→ **Exercise instructions**: Using the entries below, copy out all lines where "Locale" is found.

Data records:
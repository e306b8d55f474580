use std::collections::BTreeSet;
use std::env;
use std::fs;
use std::path::{Path, PathBuf};

use secrecy::{ExposeSecret, SecretString};
use serde::{Deserialize, Serialize};
use thiserror::Error;

use crate::locale::Locale;
use crate::policy::BroadcastPolicy;

pub const DEFAULT_API_BASE_URL: &str = "https://webexapis.com/v1";

#[derive(Clone, Debug)]
pub struct AppConfig {
    pub platform: PlatformConfig,
    pub policy: BroadcastPolicy,
    pub server: ServerConfig,
    pub locale: Locale,
    pub logging: LoggingConfig,
}

#[derive(Clone, Debug)]
pub struct PlatformConfig {
    pub access_token: SecretString,
    pub api_base_url: String,
    /// Skips the `people/me` lookup for the agent id when set.
    pub agent_id: Option<String>,
    pub request_timeout_secs: u64,
    pub delivery_timeout_secs: u64,
    pub max_attachment_retries: u32,
}

#[derive(Clone, Debug)]
pub struct ServerConfig {
    pub bind_address: String,
    pub port: u16,
    /// Externally reachable base URL; webhooks are registered against it at startup.
    pub public_url: Option<String>,
    pub graceful_shutdown_secs: u64,
}

#[derive(Clone, Debug)]
pub struct LoggingConfig {
    pub level: String,
    pub format: LogFormat,
}

#[derive(Clone, Copy, Debug, PartialEq, Eq, Serialize, Deserialize)]
#[serde(rename_all = "snake_case")]
pub enum LogFormat {
    Compact,
    Pretty,
    Json,
}

#[derive(Clone, Debug, Default)]
pub struct ConfigOverrides {
    pub access_token: Option<String>,
    pub api_base_url: Option<String>,
    pub agent_id: Option<String>,
    pub bind_address: Option<String>,
    pub port: Option<u16>,
    pub public_url: Option<String>,
    pub locale: Option<Locale>,
    pub log_level: Option<String>,
}

#[derive(Clone, Debug, Default)]
pub struct LoadOptions {
    pub config_path: Option<PathBuf>,
    pub require_file: bool,
    pub overrides: ConfigOverrides,
}

#[derive(Debug, Error)]
pub enum ConfigError {
    #[error("could not read config file `{path}`: {source}")]
    ReadFile { path: PathBuf, source: std::io::Error },
    #[error("could not parse config file `{path}`: {source}")]
    ParseFile { path: PathBuf, source: toml::de::Error },
    #[error("required config file was not found: `{0}`")]
    MissingConfigFile(PathBuf),
    #[error("environment variable interpolation failed for `{var}`")]
    MissingEnvInterpolation { var: String },
    #[error("unterminated environment interpolation expression")]
    UnterminatedInterpolation,
    #[error("invalid environment override for `{key}`: `{value}`")]
    InvalidEnvOverride { key: String, value: String },
    #[error("configuration validation failed: {0}")]
    Validation(String),
}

→ **Answer for this exercise**:
use crate::locale::Locale;
    pub locale: Locale,
    pub locale: Option<Locale>,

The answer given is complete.